Excerpted data ::
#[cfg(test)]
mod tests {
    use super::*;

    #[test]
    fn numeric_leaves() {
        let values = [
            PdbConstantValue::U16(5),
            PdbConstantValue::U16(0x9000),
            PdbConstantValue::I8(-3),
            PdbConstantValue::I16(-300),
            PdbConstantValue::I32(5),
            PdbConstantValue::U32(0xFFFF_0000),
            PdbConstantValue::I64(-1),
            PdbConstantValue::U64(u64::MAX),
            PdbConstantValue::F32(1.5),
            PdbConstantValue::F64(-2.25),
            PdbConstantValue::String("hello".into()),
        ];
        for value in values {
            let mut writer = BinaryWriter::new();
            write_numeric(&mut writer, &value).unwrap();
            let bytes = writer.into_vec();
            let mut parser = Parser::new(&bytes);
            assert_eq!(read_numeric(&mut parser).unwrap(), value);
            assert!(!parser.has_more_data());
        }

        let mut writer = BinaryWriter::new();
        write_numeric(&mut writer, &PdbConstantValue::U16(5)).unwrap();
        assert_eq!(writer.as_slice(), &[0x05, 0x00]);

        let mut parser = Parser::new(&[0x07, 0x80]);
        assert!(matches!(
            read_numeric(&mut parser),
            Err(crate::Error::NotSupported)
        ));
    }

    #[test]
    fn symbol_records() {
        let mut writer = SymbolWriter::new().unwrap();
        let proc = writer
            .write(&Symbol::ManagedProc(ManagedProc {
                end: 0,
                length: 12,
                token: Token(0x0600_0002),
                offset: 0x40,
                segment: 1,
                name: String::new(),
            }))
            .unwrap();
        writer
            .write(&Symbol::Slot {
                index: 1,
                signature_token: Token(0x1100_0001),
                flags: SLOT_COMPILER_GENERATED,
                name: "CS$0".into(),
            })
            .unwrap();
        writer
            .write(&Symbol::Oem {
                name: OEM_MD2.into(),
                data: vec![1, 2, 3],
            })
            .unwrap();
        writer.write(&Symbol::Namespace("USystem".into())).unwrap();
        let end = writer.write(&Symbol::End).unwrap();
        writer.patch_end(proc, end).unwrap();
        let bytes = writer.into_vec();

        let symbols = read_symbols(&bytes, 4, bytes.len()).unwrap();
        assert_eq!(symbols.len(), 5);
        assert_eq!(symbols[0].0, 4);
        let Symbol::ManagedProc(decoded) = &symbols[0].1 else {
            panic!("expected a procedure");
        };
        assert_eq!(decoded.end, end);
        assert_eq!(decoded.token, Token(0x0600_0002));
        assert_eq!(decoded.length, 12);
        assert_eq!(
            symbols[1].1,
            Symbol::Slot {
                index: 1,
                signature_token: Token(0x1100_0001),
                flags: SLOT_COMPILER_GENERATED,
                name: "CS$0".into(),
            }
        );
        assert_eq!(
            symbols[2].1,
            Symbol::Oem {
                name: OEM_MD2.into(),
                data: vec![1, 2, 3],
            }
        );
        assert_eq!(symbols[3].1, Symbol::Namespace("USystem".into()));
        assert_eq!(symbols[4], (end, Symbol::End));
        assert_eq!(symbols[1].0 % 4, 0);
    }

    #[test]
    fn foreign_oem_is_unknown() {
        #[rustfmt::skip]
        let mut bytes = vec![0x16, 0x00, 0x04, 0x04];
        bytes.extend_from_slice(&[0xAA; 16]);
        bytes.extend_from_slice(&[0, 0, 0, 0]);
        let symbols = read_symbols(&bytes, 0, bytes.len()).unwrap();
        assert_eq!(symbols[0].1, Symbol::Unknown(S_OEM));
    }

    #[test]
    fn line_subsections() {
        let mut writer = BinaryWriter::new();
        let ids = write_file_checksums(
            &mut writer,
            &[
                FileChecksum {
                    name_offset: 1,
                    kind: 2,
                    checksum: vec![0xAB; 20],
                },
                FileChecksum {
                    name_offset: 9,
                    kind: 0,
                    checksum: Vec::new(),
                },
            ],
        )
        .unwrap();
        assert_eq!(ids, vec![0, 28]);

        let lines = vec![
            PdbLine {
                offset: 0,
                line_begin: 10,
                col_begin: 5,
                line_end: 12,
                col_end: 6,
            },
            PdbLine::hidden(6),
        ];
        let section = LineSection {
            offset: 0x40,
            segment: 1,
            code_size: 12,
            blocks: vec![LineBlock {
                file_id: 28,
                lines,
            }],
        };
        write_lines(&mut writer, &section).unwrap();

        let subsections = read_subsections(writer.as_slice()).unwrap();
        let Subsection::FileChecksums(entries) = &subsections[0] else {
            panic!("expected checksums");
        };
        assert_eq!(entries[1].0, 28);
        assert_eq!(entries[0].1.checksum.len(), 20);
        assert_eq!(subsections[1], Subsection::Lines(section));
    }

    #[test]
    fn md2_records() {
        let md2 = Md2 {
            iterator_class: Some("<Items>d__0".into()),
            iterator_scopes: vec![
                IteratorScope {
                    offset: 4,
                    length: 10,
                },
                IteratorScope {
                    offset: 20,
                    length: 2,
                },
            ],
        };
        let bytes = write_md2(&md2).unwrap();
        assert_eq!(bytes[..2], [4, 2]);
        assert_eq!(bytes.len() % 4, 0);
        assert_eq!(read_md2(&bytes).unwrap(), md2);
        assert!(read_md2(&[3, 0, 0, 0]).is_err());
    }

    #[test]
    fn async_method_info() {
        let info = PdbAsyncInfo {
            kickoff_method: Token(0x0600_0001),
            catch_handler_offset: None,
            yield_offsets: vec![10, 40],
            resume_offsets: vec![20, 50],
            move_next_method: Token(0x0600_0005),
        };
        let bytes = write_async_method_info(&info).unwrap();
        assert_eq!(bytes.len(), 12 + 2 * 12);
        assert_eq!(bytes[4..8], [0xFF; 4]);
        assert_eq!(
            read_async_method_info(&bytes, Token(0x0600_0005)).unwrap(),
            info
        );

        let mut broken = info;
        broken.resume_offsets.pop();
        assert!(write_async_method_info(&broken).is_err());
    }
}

Description of the task :: In full and without alteration, transcribe the listing above.

Answer for this exercise ::
#[cfg(test)]
mod tests {
    use super::*;

    #[test]
    fn numeric_leaves() {
        let values = [
            PdbConstantValue::U16(5),
            PdbConstantValue::U16(0x9000),
            PdbConstantValue::I8(-3),
            PdbConstantValue::I16(-300),
            PdbConstantValue::I32(5),
            PdbConstantValue::U32(0xFFFF_0000),
            PdbConstantValue::I64(-1),
            PdbConstantValue::U64(u64::MAX),
            PdbConstantValue::F32(1.5),
            PdbConstantValue::F64(-2.25),
            PdbConstantValue::String("hello".into()),
        ];
        for value in values {
            let mut writer = BinaryWriter::new();
            write_numeric(&mut writer, &value).unwrap();
            let bytes = writer.into_vec();
            let mut parser = Parser::new(&bytes);
            assert_eq!(read_numeric(&mut parser).unwrap(), value);
            assert!(!parser.has_more_data());
        }

        let mut writer = BinaryWriter::new();
        write_numeric(&mut writer, &PdbConstantValue::U16(5)).unwrap();
        assert_eq!(writer.as_slice(), &[0x05, 0x00]);

        let mut parser = Parser::new(&[0x07, 0x80]);
        assert!(matches!(
            read_numeric(&mut parser),
            Err(crate::Error::NotSupported)
        ));
    }

    #[test]
    fn symbol_records() {
        let mut writer = SymbolWriter::new().unwrap();
        let proc = writer
            .write(&Symbol::ManagedProc(ManagedProc {
                end: 0,
                length: 12,
                token: Token(0x0600_0002),
                offset: 0x40,
                segment: 1,
                name: String::new(),
            }))
            .unwrap();
        writer
            .write(&Symbol::Slot {
                index: 1,
                signature_token: Token(0x1100_0001),
                flags: SLOT_COMPILER_GENERATED,
                name: "CS$0".into(),
            })
            .unwrap();
        writer
            .write(&Symbol::Oem {
                name: OEM_MD2.into(),
                data: vec![1, 2, 3],
            })
            .unwrap();
        writer.write(&Symbol::Namespace("USystem".into())).unwrap();
        let end = writer.write(&Symbol::End).unwrap();
        writer.patch_end(proc, end).unwrap();
        let bytes = writer.into_vec();

        let symbols = read_symbols(&bytes, 4, bytes.len()).unwrap();
        assert_eq!(symbols.len(), 5);
        assert_eq!(symbols[0].0, 4);
        let Symbol::ManagedProc(decoded) = &symbols[0].1 else {
            panic!("expected a procedure");
        };
        assert_eq!(decoded.end, end);
        assert_eq!(decoded.token, Token(0x0600_0002));
        assert_eq!(decoded.length, 12);
        assert_eq!(
            symbols[1].1,
            Symbol::Slot {
                index: 1,
                signature_token: Token(0x1100_0001),
                flags: SLOT_COMPILER_GENERATED,
                name: "CS$0".into(),
            }
        );
        assert_eq!(
            symbols[2].1,
            Symbol::Oem {
                name: OEM_MD2.into(),
                data: vec![1, 2, 3],
            }
        );
        assert_eq!(symbols[3].1, Symbol::Namespace("USystem".into()));
        assert_eq!(symbols[4], (end, Symbol::End));
        assert_eq!(symbols[1].0 % 4, 0);
    }

    #[test]
    fn foreign_oem_is_unknown() {
        #[rustfmt::skip]
        let mut bytes = vec![0x16, 0x00, 0x04, 0x04];
        bytes.extend_from_slice(&[0xAA; 16]);
        bytes.extend_from_slice(&[0, 0, 0, 0]);
        let symbols = read_symbols(&bytes, 0, bytes.len()).unwrap();
        assert_eq!(symbols[0].1, Symbol::Unknown(S_OEM));
    }

    #[test]
    fn line_subsections() {
        let mut writer = BinaryWriter::new();
        let ids = write_file_checksums(
            &mut writer,
            &[
                FileChecksum {
                    name_offset: 1,
                    kind: 2,
                    checksum: vec![0xAB; 20],
                },
                FileChecksum {
                    name_offset: 9,
                    kind: 0,
                    checksum: Vec::new(),
                },
            ],
        )
        .unwrap();
        assert_eq!(ids, vec![0, 28]);

        let lines = vec![
            PdbLine {
                offset: 0,
                line_begin: 10,
                col_begin: 5,
                line_end: 12,
                col_end: 6,
            },
            PdbLine::hidden(6),
        ];
        let section = LineSection {
            offset: 0x40,
            segment: 1,
            code_size: 12,
            blocks: vec![LineBlock {
                file_id: 28,
                lines,
            }],
        };
        write_lines(&mut writer, &section).unwrap();

        let subsections = read_subsections(writer.as_slice()).unwrap();
        let Subsection::FileChecksums(entries) = &subsections[0] else {
            panic!("expected checksums");
        };
        assert_eq!(entries[1].0, 28);
        assert_eq!(entries[0].1.checksum.len(), 20);
        assert_eq!(subsections[1], Subsection::Lines(section));
    }

    #[test]
    fn md2_records() {
        let md2 = Md2 {
            iterator_class: Some("<Items>d__0".into()),
            iterator_scopes: vec![
                IteratorScope {
                    offset: 4,
                    length: 10,
                },
                IteratorScope {
                    offset: 20,
                    length: 2,
                },
            ],
        };
        let bytes = write_md2(&md2).unwrap();
        assert_eq!(bytes[..2], [4, 2]);
        assert_eq!(bytes.len() % 4, 0);
        assert_eq!(read_md2(&bytes).unwrap(), md2);
        assert!(read_md2(&[3, 0, 0, 0]).is_err());
    }

    #[test]
    fn async_method_info() {
        let info = PdbAsyncInfo {
            kickoff_method: Token(0x0600_0001),
            catch_handler_offset: None,
            yield_offsets: vec![10, 40],
            resume_offsets: vec![20, 50],
            move_next_method: Token(0x0600_0005),
        };
        let bytes = write_async_method_info(&info).unwrap();
        assert_eq!(bytes.len(), 12 + 2 * 12);
        assert_eq!(bytes[4..8], [0xFF; 4]);
        assert_eq!(
            read_async_method_info(&bytes, Token(0x0600_0005)).unwrap(),
            info
        );

        let mut broken = info;
        broken.resume_offsets.pop();
        assert!(write_async_method_info(&broken).is_err());
    }
}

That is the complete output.